Por Francesca García Delgado , @Fchzk,
Universidad Peruana de Ciencias Aplicadas (UPC)
Si nos ceñimos a la noción básica de democracia, esta solo existe si el poder emana del pueblo. La construcción y afianzamiento de la democracia, entonces, está directamente relacionada con el ejercicio libre de la ciudadanía, con reconocerles a las personas los derechos de intervenir en la vida política y que eso no implique solo sufragar en cada proceso electoral. Un camino para apuntalar ese ejercicio de libertad es garantizar que las y los ciudadanos accedan a información verificada, clara y sin manipulaciones para que tomen mejores decisiones.
Brindar información veraz es un reto fundamental en un mundo globalizado e hiperconectado, donde la desinformación gana terreno a una velocidad avasalladora. En América Latina, abundan los ejemplos de cómo la desinformación está contribuyendo a debilitar las instituciones democráticas y a desviar el foco público de los temas importantes. La desinformación está degradando el pensamiento crítico, el criterio de discernimiento, la confirmación de hechos en base a evidencia, y por el contrario, está reforzando prejuicios, sesgos, odios, miedos y creencias. Quienes practican la desinformación emiten información errada, engañosa y fuera de contexto para beneficios particulares.
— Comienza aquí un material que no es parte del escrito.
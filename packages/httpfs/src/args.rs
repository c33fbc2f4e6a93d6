//! Command line.

use std::ffi::OsString;
use std::path::PathBuf;

use clap::{ArgAction, Parser};

/// httpfs - mount the file tree served by an HTTP backend
#[derive(Parser, Debug, Clone, PartialEq, Eq)]
#[command(name = "httpfs")]
#[command(version, about, long_about = None, disable_version_flag = true)]
pub struct Args {
    /// Directory to mount the backend's tree at
    #[arg(long, value_name = "PATH")]
    pub mount: PathBuf,

    /// Print version
    #[arg(short = 'v', long = "version", action = ArgAction::Version)]
    pub version: Option<bool>,

    /// Backend executable and its arguments; it must serve on $PORT
    #[arg(
        required = true,
        num_args = 1..,
        trailing_var_arg = true,
        allow_hyphen_values = true,
        value_name = "COMMAND"
    )]
    pub command: Vec<OsString>,
}

impl Args {
    /// Parse a full argv, program name first.
    pub fn parse_from_argv<I, T>(argv: I) -> Result<Self, clap::Error>
    where
        I: IntoIterator<Item = T>,
        T: Into<OsString>,
    {
        Self::try_parse_from(normalize(argv))
    }
}

/// Rewrite single-dash `-mount` into `--mount`.
///
/// Only the flags ahead of the backend command are touched; everything from
/// the first positional argument on is passed through verbatim.
pub fn normalize<I, T>(argv: I) -> Vec<OsString>
where
    I: IntoIterator<Item = T>,
    T: Into<OsString>,
{
    let mut argv = argv.into_iter().map(Into::into);
    let mut out: Vec<OsString> = argv.next().into_iter().collect();
    let mut expect_value = false;

    for arg in argv.by_ref() {
        if expect_value {
            expect_value = false;
            out.push(arg);
            continue;
        }

        let Some(text) = arg.to_str() else {
            out.push(arg);
            break;
        };

        if text == "-mount" || text == "--mount" {
            expect_value = true;
            out.push("--mount".into());
        } else if let Some(value) = text.strip_prefix("-mount=") {
            out.push(format!("--mount={}", value).into());
        } else if text == "--" || !text.starts_with('-') {
            out.push(arg);
            break;
        } else {
            out.push(arg);
        }
    }

    out.extend(argv);
    out
}

#[cfg(test)]
mod tests {
    use clap::error::ErrorKind;

    use super::*;

    fn parse(argv: &[&str]) -> Result<Args, clap::Error> {
        Args::parse_from_argv(argv.iter().copied())
    }

    fn os(values: &[&str]) -> Vec<OsString> {
        values.iter().map(OsString::from).collect()
    }

    #[test]
    fn single_dash_mount_with_equals() {
        let args = parse(&["httpfs", "-mount=/mnt/x", "./server"]).unwrap();
        assert_eq!(args.mount, PathBuf::from("/mnt/x"));
        assert_eq!(args.command, os(&["./server"]));
    }

    #[test]
    fn every_mount_spelling_is_accepted() {
        for argv in [
            vec!["httpfs", "-mount", "/mnt/x", "srv"],
            vec!["httpfs", "--mount=/mnt/x", "srv"],
            vec!["httpfs", "--mount", "/mnt/x", "srv"],
        ] {
            let args = parse(&argv).unwrap();
            assert_eq!(args.mount, PathBuf::from("/mnt/x"));
            assert_eq!(args.command, os(&["srv"]));
        }
    }

    #[test]
    fn backend_arguments_pass_through() {
        let args = parse(&[
            "httpfs",
            "-mount=/mnt/x",
            "python3",
            "app.py",
            "-mount=ignored",
            "--port",
            "9",
        ])
        .unwrap();
        assert_eq!(
            args.command,
            os(&["python3", "app.py", "-mount=ignored", "--port", "9"])
        );
    }

    #[test]
    fn missing_command_is_an_error() {
        let err = parse(&["httpfs", "-mount=/mnt/x"]).unwrap_err();
        assert_eq!(err.kind(), ErrorKind::MissingRequiredArgument);
        assert!(err.use_stderr());
    }

    #[test]
    fn missing_mount_is_an_error() {
        let err = parse(&["httpfs", "./server"]).unwrap_err();
        assert_eq!(err.kind(), ErrorKind::MissingRequiredArgument);
    }

    #[test]
    fn short_v_prints_version() {
        let err = parse(&["httpfs", "-v"]).unwrap_err();
        assert_eq!(err.kind(), ErrorKind::DisplayVersion);
        assert!(!err.use_stderr());
    }

    #[test]
    fn normalize_leaves_backend_flags_alone() {
        let out = normalize(["httpfs", "-mount", "m", "srv", "-mount", "x"]);
        assert_eq!(out, os(&["httpfs", "--mount", "m", "srv", "-mount", "x"]));
    }
}
use std::io;
use std::time::Duration;

use httpfs_fuse::MountError;

/// Fatal orchestrator errors. Each one ends the run with status 1.
#[derive(thiserror::Error, Debug)]
pub enum Error {
    #[error("unable to find unused port: {0}")]
    Port(#[source] io::Error),

    #[error("unable to build client: {0}")]
    Client(#[source] httpfs_http::Error),

    #[error("unable to start backend {command:?}: {source}")]
    Spawn {
        command: String,
        #[source]
        source: io::Error,
    },

    #[error("backend not reachable after {waited:?}: {source}")]
    NotReady {
        waited: Duration,
        #[source]
        source: httpfs_http::Error,
    },

    #[error("mount preparation failed: {0}")]
    Prepare(#[source] MountError),

    #[error("unable to mount: {0}")]
    Mount(#[source] MountError),

    #[error("error waiting for backend: {0}")]
    Wait(#[source] io::Error),

    #[error("unable to install signal handlers: {0}")]
    Signals(#[source] io::Error),

    #[error("backend terminated by signal {signal}")]
    Terminated { signal: i32 },
}
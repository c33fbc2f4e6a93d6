use std::process::ExitCode;

use tracing::error;
use tracing_subscriber::{fmt, layer::SubscriberExt, util::SubscriberInitExt, EnvFilter};

use httpfs::Args;

fn main() -> ExitCode {
    let args = match Args::parse_from_argv(std::env::args_os()) {
        Ok(args) => args,
        Err(err) => {
            let code = if err.use_stderr() { 1 } else { 0 };
            let _ = err.print();
            return ExitCode::from(code);
        }
    };

    // Logs go to stderr; stdout belongs to the backend.
    let filter = EnvFilter::try_from_default_env().unwrap_or_else(|_| EnvFilter::new("info"));
    tracing_subscriber::registry()
        .with(filter)
        .with(fmt::layer().with_writer(std::io::stderr))
        .init();

    match httpfs::run(&args) {
        Ok(code) => ExitCode::from(code as u8),
        Err(err) => {
            error!("{}", err);
            ExitCode::from(1)
        }
    }
}
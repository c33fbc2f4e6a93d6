//! Tests against a real kernel mount. Skipped where FUSE is unavailable.

use std::fs;
use std::path::Path;
use std::sync::Arc;
use std::thread;
use std::time::{Duration, Instant};

use wiremock::matchers::{method, path};
use wiremock::{Mock, MockServer, ResponseTemplate};

use httpfs_fuse::{FuseMount, Mounter};
use httpfs_http::{HttpFs, DIRECTORY_CONTENT_TYPE};

const SLOW: Duration = Duration::from_secs(3);

async fn slow_and_fast_backend() -> MockServer {
    let server = MockServer::start().await;

    Mock::given(method("HEAD"))
        .and(path("/"))
        .respond_with(ResponseTemplate::new(200).insert_header("Content-Type", DIRECTORY_CONTENT_TYPE))
        .mount(&server)
        .await;

    Mock::given(method("HEAD"))
        .and(path("/slow"))
        .respond_with(ResponseTemplate::new(200).set_delay(SLOW))
        .mount(&server)
        .await;

    Mock::given(method("HEAD"))
        .and(path("/fast"))
        .respond_with(ResponseTemplate::new(200))
        .mount(&server)
        .await;

    server
}

fn fuse_available() -> bool {
    Path::new("/dev/fuse").exists()
}

#[tokio::test(flavor = "multi_thread")]
async fn test_slow_lookup_does_not_block_sibling() {
    if !fuse_available() {
        eprintln!("skipping: /dev/fuse not present");
        return;
    }

    let server = slow_and_fast_backend().await;
    let uri = server.uri();

    let fast_took = tokio::task::spawn_blocking(move || {
        let dir = tempfile::tempdir().unwrap();
        let target = dir.path().join("mnt");
        let mount = FuseMount::new(&target, Arc::new(HttpFs::new(&uri).unwrap()));
        mount.prepare().unwrap();
        if let Err(err) = mount.mount() {
            eprintln!("skipping: {err}");
            return None;
        }

        // Root attributes go through before the race starts.
        fs::metadata(&target).unwrap();

        let slow_path = target.join("slow");
        let slow = thread::spawn(move || fs::metadata(slow_path).is_ok());
        thread::sleep(Duration::from_millis(200));

        let started = Instant::now();
        let fast = fs::metadata(target.join("fast"));
        let fast_took = started.elapsed();

        assert!(fast.is_ok());
        assert!(slow.join().unwrap());
        mount.unmount().unwrap();
        assert!(!mount.is_mounted());
        Some(fast_took)
    })
    .await
    .unwrap();

    if let Some(fast_took) = fast_took {
        assert!(fast_took < SLOW / 2, "fast stat took {fast_took:?}");
    }
}
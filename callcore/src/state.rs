//! Call lifecycle state machine.

use serde::Serialize;
use std::fmt;
use thiserror::Error;

/// Lifecycle of the single call attempt an orchestrator manages.
#[derive(Debug, Clone, Copy, PartialEq, Eq, Hash, Serialize, Default)]
pub enum LifecycleState {
    /// No call attempt exists.
    #[default]
    Idle,
    /// Outgoing call: producing the local offer.
    Originating,
    /// Outgoing call: offer sent, waiting for the remote answer.
    AwaitingAnswer,
    /// Incoming call: applying the remote offer and producing an answer.
    Negotiating,
    /// Descriptions exchanged; media is (or is about to be) flowing.
    Active,
    /// Local hang-up in progress.
    Ending,
    /// Call finished normally.
    Ended,
    /// Call aborted by a negotiation or transport failure.
    Failed,
}

impl LifecycleState {
    /// Ended and Failed are terminal for the attempt that reached them.
    pub fn is_terminal(&self) -> bool {
        matches!(self, Self::Ended | Self::Failed)
    }

    /// A new attempt may only be created from these states.
    pub fn can_start(&self) -> bool {
        matches!(self, Self::Idle | Self::Ended | Self::Failed)
    }

    /// States during which a call attempt (and its peer session) exists.
    pub fn has_attempt(&self) -> bool {
        matches!(
            self,
            Self::Originating | Self::AwaitingAnswer | Self::Negotiating | Self::Active | Self::Ending
        )
    }

    pub fn is_active(&self) -> bool {
        matches!(self, Self::Active)
    }

    /// Short status line suitable for a UI.
    pub fn label(&self) -> &'static str {
        match self {
            Self::Idle => "Disconnected",
            Self::Originating => "Calling...",
            Self::AwaitingAnswer => "Ringing...",
            Self::Negotiating => "Incoming Call...",
            Self::Active => "Connected",
            Self::Ending => "Ending...",
            Self::Ended => "Ended",
            Self::Failed => "Failed",
        }
    }

    /// Computes the state reached by applying `transition`.
    pub fn next(self, transition: CallTransition) -> Result<LifecycleState, InvalidTransition> {
        use CallTransition as T;
        use LifecycleState as S;

        let next = match (self, transition) {
            (S::Idle | S::Ended | S::Failed, T::StartCall) => S::Originating,
            (S::Idle | S::Ended | S::Failed, T::OfferReceived) => S::Negotiating,
            (S::Originating, T::OfferSent) => S::AwaitingAnswer,
            (S::Originating | S::AwaitingAnswer, T::AnswerApplied) => S::Active,
            (S::Negotiating, T::AnswerSent) => S::Active,
            (
                S::Originating | S::AwaitingAnswer | S::Negotiating | S::Active,
                T::TransportConnected,
            ) => S::Active,
            (
                S::Originating | S::AwaitingAnswer | S::Negotiating | S::Active,
                T::TransportDisconnected,
            ) => S::Ended,
            (
                S::Originating | S::AwaitingAnswer | S::Negotiating | S::Active,
                T::TransportFailed,
            ) => S::Failed,
            (S::Originating | S::AwaitingAnswer | S::Negotiating | S::Active, T::EndRequested) => {
                S::Ending
            }
            (S::Ending, T::Closed) => S::Ended,
            (
                S::Originating | S::AwaitingAnswer | S::Negotiating | S::Active | S::Ending,
                T::NegotiationFailed,
            ) => S::Failed,
            (current, attempted) => {
                return Err(InvalidTransition { current, attempted });
            }
        };
        Ok(next)
    }
}

impl fmt::Display for LifecycleState {
    fn fmt(&self, f: &mut fmt::Formatter<'_>) -> fmt::Result {
        fmt::Debug::fmt(self, f)
    }
}

/// Events that move the lifecycle forward.
#[derive(Debug, Clone, Copy, PartialEq, Eq, Hash, Serialize)]
pub enum CallTransition {
    /// User asked to place a call.
    StartCall,
    /// Local offer produced and handed to the relay.
    OfferSent,
    /// Remote offer arrived while no call was in progress.
    OfferReceived,
    /// Remote answer applied as the remote description.
    AnswerApplied,
    /// Local answer produced and handed to the relay.
    AnswerSent,
    /// Peer transport reported connectivity.
    TransportConnected,
    /// Peer transport went away cleanly.
    TransportDisconnected,
    /// Peer transport failed.
    TransportFailed,
    /// User asked to hang up.
    EndRequested,
    /// Resources for the attempt have been released after a hang-up.
    Closed,
    /// The peer session rejected a negotiation step.
    NegotiationFailed,
}

#[derive(Debug, Clone, Copy, PartialEq, Eq, Error)]
#[error("invalid transition {attempted:?} in state {current:?}")]
pub struct InvalidTransition {
    pub current: LifecycleState,
    pub attempted: CallTransition,
}
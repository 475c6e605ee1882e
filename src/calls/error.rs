//! Call-related error types.

use crate::peer::PeerError;
use callcore::InvalidTransition;
use callcore::events::CallErrorKind;
use thiserror::Error;

#[derive(Debug, Error)]
pub enum CallError {
    #[error("relay unavailable: {0}")]
    ChannelUnavailable(String),

    #[error("a call is already in progress")]
    CallAlreadyActive,

    #[error("invalid state: {0}")]
    InvalidState(String),

    #[error("negotiation failed: {0}")]
    Negotiation(#[from] PeerError),

    #[error("audio route change failed: {0}")]
    AudioRoute(String),

    #[error("orchestrator has stopped")]
    OrchestratorStopped,
}

impl From<InvalidTransition> for CallError {
    fn from(err: InvalidTransition) -> Self {
        CallError::InvalidState(err.to_string())
    }
}

impl CallError {
    /// Category used when the error is published as an event.
    pub fn kind(&self) -> CallErrorKind {
        match self {
            CallError::ChannelUnavailable(_) => CallErrorKind::ChannelUnavailable,
            CallError::CallAlreadyActive => CallErrorKind::CallAlreadyActive,
            CallError::InvalidState(_) | CallError::OrchestratorStopped => {
                CallErrorKind::InvalidState
            }
            CallError::Negotiation(_) => CallErrorKind::Negotiation,
            CallError::AudioRoute(_) => CallErrorKind::AudioRoute,
        }
    }
}
use serde::{Deserialize, Serialize};
use std::fmt;

/// Which side of the offer/answer exchange a description belongs to.
#[derive(Debug, Clone, Copy, PartialEq, Eq, Hash, Serialize, Deserialize)]
#[serde(rename_all = "lowercase")]
pub enum SdpType {
    /// Produced by the proposer.
    Offer,
    /// Produced by the responder.
    Answer,
}

impl SdpType {
    pub fn as_str(&self) -> &'static str {
        match self {
            SdpType::Offer => "offer",
            SdpType::Answer => "answer",
        }
    }
}

impl fmt::Display for SdpType {
    fn fmt(&self, f: &mut fmt::Formatter<'_>) -> fmt::Result {
        f.write_str(self.as_str())
    }
}

/// An opaque session description together with its offer/answer kind.
///
/// Descriptions are immutable once created; the body is never inspected by
/// the signaling engine, only carried between the peer session and the relay.
#[derive(Debug, Clone, PartialEq, Eq)]
pub struct SessionDescription {
    kind: SdpType,
    sdp: String,
}

impl SessionDescription {
    pub fn new(kind: SdpType, sdp: impl Into<String>) -> Self {
        Self {
            kind,
            sdp: sdp.into(),
        }
    }

    pub fn offer(sdp: impl Into<String>) -> Self {
        Self::new(SdpType::Offer, sdp)
    }

    pub fn answer(sdp: impl Into<String>) -> Self {
        Self::new(SdpType::Answer, sdp)
    }

    pub fn kind(&self) -> SdpType {
        self.kind
    }

    pub fn sdp(&self) -> &str {
        &self.sdp
    }

    pub fn into_sdp(self) -> String {
        self.sdp
    }
}

/// A connectivity candidate as exchanged on the wire.
///
/// Field names on the wire follow the browser `RTCIceCandidateInit` shape
/// (`candidate`, `sdpMid`, `sdpMLineIndex`).
#[derive(Debug, Clone, PartialEq, Eq, Hash, Serialize, Deserialize)]
pub struct ConnectivityCandidate {
    /// The candidate line, e.g. `candidate:1 1 UDP 2130706431 192.168.1.1 8888 typ host`.
    pub candidate: String,
    /// Media stream identification of the associated media line.
    #[serde(rename = "sdpMid")]
    pub sdp_mid: String,
    /// Index of the associated media line.
    #[serde(rename = "sdpMLineIndex")]
    pub sdp_m_line_index: u16,
}

impl ConnectivityCandidate {
    pub fn new(candidate: impl Into<String>, sdp_mid: impl Into<String>, index: u16) -> Self {
        Self {
            candidate: candidate.into(),
            sdp_mid: sdp_mid.into(),
            sdp_m_line_index: index,
        }
    }
}

/// Kind of a local or remote media track.
#[derive(Debug, Clone, Copy, PartialEq, Eq, Hash, PartialOrd, Ord, Serialize, Deserialize)]
#[serde(rename_all = "lowercase")]
pub enum MediaKind {
    Audio,
    Video,
}

impl MediaKind {
    pub fn as_str(&self) -> &'static str {
        match self {
            MediaKind::Audio => "audio",
            MediaKind::Video => "video",
        }
    }
}

impl fmt::Display for MediaKind {
    fn fmt(&self, f: &mut fmt::Formatter<'_>) -> fmt::Result {
        f.write_str(self.as_str())
    }
}
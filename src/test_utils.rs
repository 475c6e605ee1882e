use std::sync::Arc;
use std::time::Duration;

use tokio::sync::{broadcast, mpsc};

use crate::audio::mock::MockAudioRouter;
use crate::calls::messages::OrchestratorInput;
use crate::calls::orchestrator::Orchestrator;
use crate::config::CallConfig;
use crate::peer::PeerEvent;
use crate::peer::mock::MockPeer;
use crate::protocol::SignalingMessage;
use crate::transport::mock::MockRelay;
use crate::types::events::{CallErrorEvent, EventBus, StateChanged};

const INPUT_TIMEOUT: Duration = Duration::from_secs(2);

pub fn test_config() -> CallConfig {
    CallConfig::new("ws://relay.test/ws")
}

/// An orchestrator actor driven by hand, with every collaborator mocked.
///
/// Inputs produced by background pumps are pulled off the queue with
/// [`TestHarness::pump`] so each test controls exactly when they are handled.
pub struct TestHarness {
    pub orchestrator: Orchestrator,
    pub inbox: mpsc::Receiver<OrchestratorInput>,
    // Keeps the queue open while the test runs.
    _inbox_tx: mpsc::Sender<OrchestratorInput>,
    pub relay: MockRelay,
    pub peer: MockPeer,
    pub audio: MockAudioRouter,
    pub events: Arc<EventBus>,
    pub states: broadcast::Receiver<Arc<StateChanged>>,
    pub errors: broadcast::Receiver<Arc<CallErrorEvent>>,
}

impl TestHarness {
    pub fn new() -> Self {
        Self::with_config(test_config())
    }

    pub fn with_config(config: CallConfig) -> Self {
        let relay = MockRelay::new();
        let peer = MockPeer::new();
        let audio = MockAudioRouter::default();
        let events = Arc::new(EventBus::new());
        let states = events.state_changed.subscribe();
        let errors = events.error.subscribe();
        let (orchestrator, inbox_tx, inbox) = Orchestrator::new(
            config,
            relay.factory(),
            peer.factory(),
            Arc::new(audio.clone()),
            events.clone(),
        );
        Self {
            orchestrator,
            inbox,
            _inbox_tx: inbox_tx,
            relay,
            peer,
            audio,
            events,
            states,
            errors,
        }
    }

    /// Waits for the next queued input and dispatches it.
    pub async fn pump(&mut self) {
        let input = tokio::time::timeout(INPUT_TIMEOUT, self.inbox.recv())
            .await
            .expect("timed out waiting for orchestrator input")
            .expect("orchestrator queue closed");
        self.orchestrator.dispatch(input).await;
    }

    /// Delivers a frame from the remote peer and handles it.
    pub async fn remote(&mut self, message: SignalingMessage) {
        self.relay.deliver_message(&message).await;
        self.pump().await;
    }

    /// Emits an event from the latest peer session and handles it.
    pub async fn peer_event(&mut self, event: PeerEvent) {
        self.peer.emit(event);
        self.pump().await;
    }

    /// Drains every error event published so far.
    pub fn take_errors(&mut self) -> Vec<CallErrorEvent> {
        let mut errors = Vec::new();
        while let Ok(event) = self.errors.try_recv() {
            errors.push((*event).clone());
        }
        errors
    }

    pub fn take_state_changes(&mut self) -> Vec<StateChanged> {
        let mut changes = Vec::new();
        while let Ok(event) = self.states.try_recv() {
            changes.push(*event);
        }
        changes
    }
}
//! Tokio-based WebSocket transport for the peercall relay connection
//!
//! This crate provides a concrete implementation of the Transport trait
//! using tokio-tungstenite. Each relay frame is one text message.

use async_trait::async_trait;
use futures_util::stream::{SplitSink, SplitStream};
use futures_util::{SinkExt, StreamExt};
use log::{debug, error, info, trace, warn};
use std::sync::Arc;
use tokio::net::TcpStream;
use tokio::sync::Mutex;
use tokio::sync::mpsc;
use tokio::task::JoinHandle;
use tokio_tungstenite::tungstenite::Message;
use tokio_tungstenite::{MaybeTlsStream, WebSocketStream, connect_async};

/// An event produced by the transport layer.
#[derive(Debug, Clone, PartialEq, Eq)]
pub enum TransportEvent {
    /// The transport has successfully connected.
    Connected,
    /// A text frame has been received from the relay.
    TextReceived(String),
    /// The connection was lost.
    Disconnected,
}

/// Represents an active relay connection.
#[async_trait]
pub trait Transport: Send + Sync {
    /// Sends one text frame to the relay.
    async fn send_text(&self, text: &str) -> Result<(), anyhow::Error>;

    /// Closes the connection.
    async fn disconnect(&self);
}

/// A factory responsible for creating new transport instances.
#[async_trait]
pub trait TransportFactory: Send + Sync {
    /// Connects to `address` and returns the transport, along with a stream of events.
    async fn create_transport(
        &self,
        address: &str,
    ) -> Result<(Arc<dyn Transport>, mpsc::Receiver<TransportEvent>), anyhow::Error>;
}

type RawWs = WebSocketStream<MaybeTlsStream<TcpStream>>;
type WsSink = SplitSink<RawWs, Message>;
type WsStream = SplitStream<RawWs>;

const EVENT_CHANNEL_CAPACITY: usize = 100;

/// Tokio-based WebSocket transport
pub struct TokioWebSocketTransport {
    ws_sink: Mutex<Option<WsSink>>,
    reader: Mutex<Option<JoinHandle<()>>>,
}

impl TokioWebSocketTransport {
    fn new(sink: WsSink) -> Self {
        Self {
            ws_sink: Mutex::new(Some(sink)),
            reader: Mutex::new(None),
        }
    }
}

#[async_trait]
impl Transport for TokioWebSocketTransport {
    async fn send_text(&self, text: &str) -> Result<(), anyhow::Error> {
        let mut sink_guard = self.ws_sink.lock().await;
        let sink = sink_guard
            .as_mut()
            .ok_or_else(|| anyhow::anyhow!("Socket is closed"))?;

        debug!("--> Sending text frame: {} bytes", text.len());
        trace!("--> {text}");
        sink.send(Message::text(text.to_owned()))
            .await
            .map_err(|e| anyhow::anyhow!("WebSocket send error: {}", e))?;
        Ok(())
    }

    async fn disconnect(&self) {
        if let Some(mut sink) = self.ws_sink.lock().await.take() {
            if let Err(e) = sink.close().await {
                debug!("WebSocket close error: {e}");
            }
        }
        if let Some(reader) = self.reader.lock().await.take() {
            reader.abort();
        }
    }
}

/// Factory for creating Tokio WebSocket transports
pub struct TokioWebSocketTransportFactory;

impl TokioWebSocketTransportFactory {
    pub fn new() -> Self {
        Self
    }
}

impl Default for TokioWebSocketTransportFactory {
    fn default() -> Self {
        Self::new()
    }
}

#[async_trait]
impl TransportFactory for TokioWebSocketTransportFactory {
    async fn create_transport(
        &self,
        address: &str,
    ) -> Result<(Arc<dyn Transport>, mpsc::Receiver<TransportEvent>), anyhow::Error> {
        info!("Dialing {address}");
        let (client, _response) = connect_async(address)
            .await
            .map_err(|e| anyhow::anyhow!("WebSocket connect failed: {}", e))?;

        let (sink, stream) = client.split();

        let (event_tx, event_rx) = mpsc::channel(EVENT_CHANNEL_CAPACITY);
        let transport = Arc::new(TokioWebSocketTransport::new(sink));

        // Connected goes in before the pump can push anything.
        let _ = event_tx.send(TransportEvent::Connected).await;

        let handle = tokio::task::spawn(read_pump(stream, event_tx));
        *transport.reader.lock().await = Some(handle);

        Ok((transport, event_rx))
    }
}

async fn read_pump(mut stream: WsStream, event_tx: mpsc::Sender<TransportEvent>) {
    loop {
        let text = match stream.next().await {
            Some(Ok(Message::Text(text))) => text.to_string(),
            Some(Ok(Message::Binary(data))) => match String::from_utf8(data.to_vec()) {
                Ok(text) => text,
                Err(_) => {
                    warn!("Dropping non UTF-8 binary frame ({} bytes)", data.len());
                    continue;
                }
            },
            Some(Ok(Message::Close(frame))) => {
                trace!("Received close frame: {frame:?}");
                break;
            }
            Some(Ok(_)) => continue,
            Some(Err(e)) => {
                error!("Error reading from websocket: {e}");
                break;
            }
            None => {
                trace!("Websocket stream ended");
                break;
            }
        };

        debug!("<-- Received text frame: {} bytes", text.len());
        if event_tx
            .send(TransportEvent::TextReceived(text))
            .await
            .is_err()
        {
            warn!("Event receiver dropped, closing read pump");
            return;
        }
    }

    let _ = event_tx.send(TransportEvent::Disconnected).await;
}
Frente a ello no se trata de hacer solo un llamado de acción a medios de comunicación, comunicadores y periodistas para que mejoren sus mecanismos de verificación. Se trata de un reto más amplio que involucre a las audiencias como aliados contra la desinformación, para recuperar su confianza y proteger a largo plazo la democracia. Necesitamos una ciudadanía más empoderada en base a buena información, aquella que le permita contrarrestar las mentiras, dudar antes de compartir datos, reportar los bulos y que luego, tras conocer la verificación, vuelvan a sus grupos más cercanos, a sus familias, amigos a enseñar y difundir la verdad.
Este no es un proceso sencillo. Implica que los comunicadores mejoremos el modo en que tradicionalmente hemos difundido la información a las audiencias. No podemos estar presentes en todos los grupos de redes sociales o evitar que alguien difunda una “noticia falsa” pero sí hacer incidencia en la gente para mejorar sus mecanismos de defensa. Según un estudio del MIT, las informaciones falsas son compartidas siete veces más que las veraces. El mundo digital amplifica mentiras a un ritmo imparable. Es preciso transparentar con nuestras audiencias el método de verificación, enseñarles lo peligroso de difundir contenido no contrastado y convencerlos que hacen un cambio fundamental al alertar y no difundir datos ante la duda.
Ante este escenario, están surgiendo iniciativas periodísticas de verificación de datos o fact-checking. Se tratan de medios independientes, incluso unidades creadas dentro de los medios tradicionales o instituciones públicas, que someten a revisión cualquier declaración sospechosa o hechos, y que a través de las técnicas tradicionales del periodismo le hacen frente a la desinformación. El método de verificación y las fuentes deben estar especificados en cada publicación para atacar la mentira con hechos contrastables y argumentos basados en evidencia. Además, una explicación sencilla para que las audiencias sepan dónde acudir ante la duda.
Incluso queda espacio para cuestionar el desempeño de los medios de comunicación tradicionales, a quienes las audiencias identifican como empresas periodísticas que se mueven por sus propios intereses, sesgos o líneas editoriales. Algo que no los ha librado de caer en desinformación en etapas críticas como la pandemia por el COVID-19 o los procesos electorales. En el Perú durante la última elección presidencial de 2021, los medios tradicionales contribuyeron a que el grupo político perdedor y sus voceros difundan la narrativa del fraude electoral sin evidencias. La difusión sistemática de este discurso puso en cuestión la propia idoneidad de las instituciones democráticas. Los desinformadores se valieron del descontento popular sobre el desempeño de una democracia débil como la peruana y de la fragilidad de sus instituciones para cambiar el foco de la atención pública sobre una realidad que no les convenía. Al final la institucionalidad se impuso pero el golpe ha sido brutal.
¿A qué democracia aspiramos si la opinión pública se basa en desinformación? Para hacerle frente a la información falsa no basta con verificar datos, necesitamos de nuestras audiencias para crear acciones de alerta y compartir aprendizajes que mejoren sus sistemas de defensa frente a las mentiras.